Exercise goal.
A single number is needed: how many lines of the data below contain "Mode".

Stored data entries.
== Segment start ==

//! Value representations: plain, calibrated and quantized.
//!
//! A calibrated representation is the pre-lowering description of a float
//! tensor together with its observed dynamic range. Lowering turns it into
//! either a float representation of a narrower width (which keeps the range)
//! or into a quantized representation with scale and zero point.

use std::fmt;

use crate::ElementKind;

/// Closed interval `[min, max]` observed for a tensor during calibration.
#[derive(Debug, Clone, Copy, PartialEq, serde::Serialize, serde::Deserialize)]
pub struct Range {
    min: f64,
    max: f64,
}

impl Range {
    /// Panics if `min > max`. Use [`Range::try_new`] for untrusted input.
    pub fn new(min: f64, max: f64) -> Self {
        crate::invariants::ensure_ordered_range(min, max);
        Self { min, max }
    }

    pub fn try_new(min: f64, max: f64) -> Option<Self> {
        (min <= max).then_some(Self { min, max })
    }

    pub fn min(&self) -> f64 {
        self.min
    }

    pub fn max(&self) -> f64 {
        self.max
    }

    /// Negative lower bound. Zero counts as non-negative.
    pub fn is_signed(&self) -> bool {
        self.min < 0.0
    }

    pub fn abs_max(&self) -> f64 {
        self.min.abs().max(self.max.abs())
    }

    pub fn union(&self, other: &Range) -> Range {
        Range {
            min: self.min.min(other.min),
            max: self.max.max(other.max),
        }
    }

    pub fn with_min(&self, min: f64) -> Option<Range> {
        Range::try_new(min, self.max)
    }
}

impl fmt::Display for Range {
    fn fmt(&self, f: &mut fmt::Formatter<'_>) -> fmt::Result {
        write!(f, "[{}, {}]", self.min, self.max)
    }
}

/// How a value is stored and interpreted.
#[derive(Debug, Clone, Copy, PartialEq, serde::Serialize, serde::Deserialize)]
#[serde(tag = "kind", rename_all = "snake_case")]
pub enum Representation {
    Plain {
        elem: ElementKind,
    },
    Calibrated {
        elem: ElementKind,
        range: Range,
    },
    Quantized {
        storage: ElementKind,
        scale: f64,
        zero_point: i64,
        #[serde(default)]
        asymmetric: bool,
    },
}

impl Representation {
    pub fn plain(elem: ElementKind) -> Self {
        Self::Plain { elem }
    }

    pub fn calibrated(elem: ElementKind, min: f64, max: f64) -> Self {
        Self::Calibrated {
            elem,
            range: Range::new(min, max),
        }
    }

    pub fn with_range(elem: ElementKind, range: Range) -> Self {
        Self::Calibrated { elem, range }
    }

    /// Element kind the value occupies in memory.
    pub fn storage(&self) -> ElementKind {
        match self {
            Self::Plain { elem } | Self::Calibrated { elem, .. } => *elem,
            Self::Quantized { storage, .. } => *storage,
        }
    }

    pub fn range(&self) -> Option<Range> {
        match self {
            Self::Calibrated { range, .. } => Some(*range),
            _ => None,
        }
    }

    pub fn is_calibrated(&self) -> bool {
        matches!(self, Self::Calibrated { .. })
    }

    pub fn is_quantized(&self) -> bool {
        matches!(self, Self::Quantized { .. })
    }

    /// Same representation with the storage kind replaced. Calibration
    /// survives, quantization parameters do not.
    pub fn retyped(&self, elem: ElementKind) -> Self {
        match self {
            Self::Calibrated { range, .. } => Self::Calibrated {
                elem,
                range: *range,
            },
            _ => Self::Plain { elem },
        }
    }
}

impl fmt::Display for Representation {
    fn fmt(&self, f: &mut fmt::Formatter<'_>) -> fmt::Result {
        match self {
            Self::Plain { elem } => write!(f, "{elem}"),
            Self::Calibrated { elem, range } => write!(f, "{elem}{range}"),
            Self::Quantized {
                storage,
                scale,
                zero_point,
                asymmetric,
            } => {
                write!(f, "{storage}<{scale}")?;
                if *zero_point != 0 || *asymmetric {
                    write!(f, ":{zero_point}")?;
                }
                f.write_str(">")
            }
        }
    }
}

== Segment end ==
== Segment start ==

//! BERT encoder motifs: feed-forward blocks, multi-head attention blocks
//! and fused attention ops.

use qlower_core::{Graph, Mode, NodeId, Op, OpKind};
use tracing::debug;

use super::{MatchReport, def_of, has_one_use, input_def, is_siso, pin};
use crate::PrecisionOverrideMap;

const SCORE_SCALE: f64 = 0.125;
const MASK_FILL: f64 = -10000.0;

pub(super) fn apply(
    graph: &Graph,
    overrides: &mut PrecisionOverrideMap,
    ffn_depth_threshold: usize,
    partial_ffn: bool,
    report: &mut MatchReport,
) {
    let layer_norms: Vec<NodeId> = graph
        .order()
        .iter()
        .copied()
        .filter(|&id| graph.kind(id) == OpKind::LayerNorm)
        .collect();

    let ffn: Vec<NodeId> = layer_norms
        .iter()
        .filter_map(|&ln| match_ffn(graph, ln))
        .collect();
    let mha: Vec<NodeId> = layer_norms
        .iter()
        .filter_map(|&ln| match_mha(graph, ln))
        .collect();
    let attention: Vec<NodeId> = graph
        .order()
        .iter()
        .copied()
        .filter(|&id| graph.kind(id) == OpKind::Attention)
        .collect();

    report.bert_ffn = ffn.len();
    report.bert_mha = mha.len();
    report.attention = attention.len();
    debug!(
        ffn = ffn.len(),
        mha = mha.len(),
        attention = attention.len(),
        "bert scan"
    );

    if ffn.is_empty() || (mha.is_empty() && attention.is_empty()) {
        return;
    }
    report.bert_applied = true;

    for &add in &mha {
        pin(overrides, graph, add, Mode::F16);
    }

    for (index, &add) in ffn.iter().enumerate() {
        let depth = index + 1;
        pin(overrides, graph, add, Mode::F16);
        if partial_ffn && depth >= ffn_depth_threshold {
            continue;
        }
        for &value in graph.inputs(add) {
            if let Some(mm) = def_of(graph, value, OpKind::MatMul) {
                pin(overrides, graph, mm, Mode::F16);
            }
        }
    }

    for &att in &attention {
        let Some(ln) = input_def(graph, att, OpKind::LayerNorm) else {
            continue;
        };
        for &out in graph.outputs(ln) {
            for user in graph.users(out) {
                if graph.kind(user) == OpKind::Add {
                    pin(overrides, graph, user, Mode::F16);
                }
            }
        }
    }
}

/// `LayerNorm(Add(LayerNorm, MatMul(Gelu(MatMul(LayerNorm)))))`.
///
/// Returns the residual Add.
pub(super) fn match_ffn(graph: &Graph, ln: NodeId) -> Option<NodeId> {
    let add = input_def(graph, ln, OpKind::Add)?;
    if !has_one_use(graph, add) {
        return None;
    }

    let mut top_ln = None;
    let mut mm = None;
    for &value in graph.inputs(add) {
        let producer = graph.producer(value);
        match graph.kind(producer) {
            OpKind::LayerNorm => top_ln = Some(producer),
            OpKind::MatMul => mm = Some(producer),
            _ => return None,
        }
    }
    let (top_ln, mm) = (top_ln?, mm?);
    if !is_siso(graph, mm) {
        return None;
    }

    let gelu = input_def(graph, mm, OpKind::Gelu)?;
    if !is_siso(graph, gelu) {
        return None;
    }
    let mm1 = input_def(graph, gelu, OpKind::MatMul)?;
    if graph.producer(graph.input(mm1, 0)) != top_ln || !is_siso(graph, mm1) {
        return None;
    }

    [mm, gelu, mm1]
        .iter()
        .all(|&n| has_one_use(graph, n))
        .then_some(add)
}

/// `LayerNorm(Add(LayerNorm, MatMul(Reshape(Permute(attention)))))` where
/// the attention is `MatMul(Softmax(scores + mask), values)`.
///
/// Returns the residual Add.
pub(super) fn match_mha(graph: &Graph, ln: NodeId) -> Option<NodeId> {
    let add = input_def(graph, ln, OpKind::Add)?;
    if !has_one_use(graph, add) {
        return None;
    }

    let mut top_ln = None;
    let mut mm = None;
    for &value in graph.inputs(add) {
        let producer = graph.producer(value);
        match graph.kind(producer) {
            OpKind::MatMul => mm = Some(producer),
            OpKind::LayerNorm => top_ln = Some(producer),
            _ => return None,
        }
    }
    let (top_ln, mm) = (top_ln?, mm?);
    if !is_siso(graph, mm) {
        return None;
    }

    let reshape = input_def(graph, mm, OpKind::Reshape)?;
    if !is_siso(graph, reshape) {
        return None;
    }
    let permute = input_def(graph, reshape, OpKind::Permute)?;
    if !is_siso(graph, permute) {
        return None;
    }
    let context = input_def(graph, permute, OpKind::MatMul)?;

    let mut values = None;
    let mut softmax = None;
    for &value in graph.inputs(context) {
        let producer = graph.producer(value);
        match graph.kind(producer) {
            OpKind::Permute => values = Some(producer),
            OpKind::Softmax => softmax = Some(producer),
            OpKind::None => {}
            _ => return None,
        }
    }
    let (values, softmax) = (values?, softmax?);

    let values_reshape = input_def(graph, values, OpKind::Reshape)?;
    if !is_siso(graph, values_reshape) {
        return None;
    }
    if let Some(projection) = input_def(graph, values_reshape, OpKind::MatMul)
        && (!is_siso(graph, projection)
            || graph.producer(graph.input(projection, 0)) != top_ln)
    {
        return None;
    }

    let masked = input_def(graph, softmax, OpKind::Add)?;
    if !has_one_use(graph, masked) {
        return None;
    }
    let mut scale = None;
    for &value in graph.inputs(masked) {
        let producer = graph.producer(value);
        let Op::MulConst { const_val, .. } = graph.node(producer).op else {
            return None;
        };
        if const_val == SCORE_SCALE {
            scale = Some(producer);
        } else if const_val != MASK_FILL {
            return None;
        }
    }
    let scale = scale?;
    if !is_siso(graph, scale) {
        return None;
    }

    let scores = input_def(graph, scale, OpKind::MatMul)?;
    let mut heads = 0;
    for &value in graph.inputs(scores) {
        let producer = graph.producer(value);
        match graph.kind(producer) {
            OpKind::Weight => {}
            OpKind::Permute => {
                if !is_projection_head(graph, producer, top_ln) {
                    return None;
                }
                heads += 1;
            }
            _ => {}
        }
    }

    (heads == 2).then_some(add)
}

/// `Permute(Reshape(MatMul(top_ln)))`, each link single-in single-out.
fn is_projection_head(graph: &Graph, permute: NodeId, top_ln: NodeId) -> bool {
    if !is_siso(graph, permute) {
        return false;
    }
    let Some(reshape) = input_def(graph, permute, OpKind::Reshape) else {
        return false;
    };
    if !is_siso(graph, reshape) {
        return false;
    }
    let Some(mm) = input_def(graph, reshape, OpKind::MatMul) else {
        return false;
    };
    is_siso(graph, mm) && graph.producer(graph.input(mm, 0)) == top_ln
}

== Segment end ==
== Segment start ==

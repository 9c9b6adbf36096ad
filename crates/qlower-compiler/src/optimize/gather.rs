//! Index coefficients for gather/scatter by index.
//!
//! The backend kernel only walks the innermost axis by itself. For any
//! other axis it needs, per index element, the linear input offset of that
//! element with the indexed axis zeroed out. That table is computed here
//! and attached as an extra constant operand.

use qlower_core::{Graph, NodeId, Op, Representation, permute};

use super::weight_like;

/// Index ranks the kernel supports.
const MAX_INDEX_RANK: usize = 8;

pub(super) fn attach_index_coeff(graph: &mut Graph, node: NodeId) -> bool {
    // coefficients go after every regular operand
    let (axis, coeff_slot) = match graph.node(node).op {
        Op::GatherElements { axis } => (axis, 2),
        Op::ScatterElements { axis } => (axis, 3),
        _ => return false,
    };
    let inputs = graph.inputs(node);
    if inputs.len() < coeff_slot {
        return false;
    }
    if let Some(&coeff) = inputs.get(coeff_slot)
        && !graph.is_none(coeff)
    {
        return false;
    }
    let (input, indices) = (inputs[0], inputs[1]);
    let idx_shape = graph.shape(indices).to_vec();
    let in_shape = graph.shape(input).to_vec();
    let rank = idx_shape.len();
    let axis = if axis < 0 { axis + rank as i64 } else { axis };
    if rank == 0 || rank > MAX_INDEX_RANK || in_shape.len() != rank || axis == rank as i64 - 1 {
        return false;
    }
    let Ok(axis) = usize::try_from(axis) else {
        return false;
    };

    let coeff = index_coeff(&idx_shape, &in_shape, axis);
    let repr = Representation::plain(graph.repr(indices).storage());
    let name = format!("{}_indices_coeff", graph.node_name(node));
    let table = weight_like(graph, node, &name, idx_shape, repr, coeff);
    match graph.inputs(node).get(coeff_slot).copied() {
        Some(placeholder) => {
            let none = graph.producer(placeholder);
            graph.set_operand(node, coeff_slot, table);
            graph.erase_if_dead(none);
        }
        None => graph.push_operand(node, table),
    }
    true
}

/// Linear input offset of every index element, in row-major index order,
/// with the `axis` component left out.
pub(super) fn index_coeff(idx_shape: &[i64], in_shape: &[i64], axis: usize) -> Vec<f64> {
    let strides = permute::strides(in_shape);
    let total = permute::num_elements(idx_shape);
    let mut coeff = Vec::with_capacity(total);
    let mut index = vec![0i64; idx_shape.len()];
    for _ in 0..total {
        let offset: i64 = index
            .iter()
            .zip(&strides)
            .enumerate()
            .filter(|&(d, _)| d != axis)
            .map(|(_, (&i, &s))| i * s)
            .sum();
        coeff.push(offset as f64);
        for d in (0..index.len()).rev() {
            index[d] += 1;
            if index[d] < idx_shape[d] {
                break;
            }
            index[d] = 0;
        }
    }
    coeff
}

== Segment end ==

Answer box.
5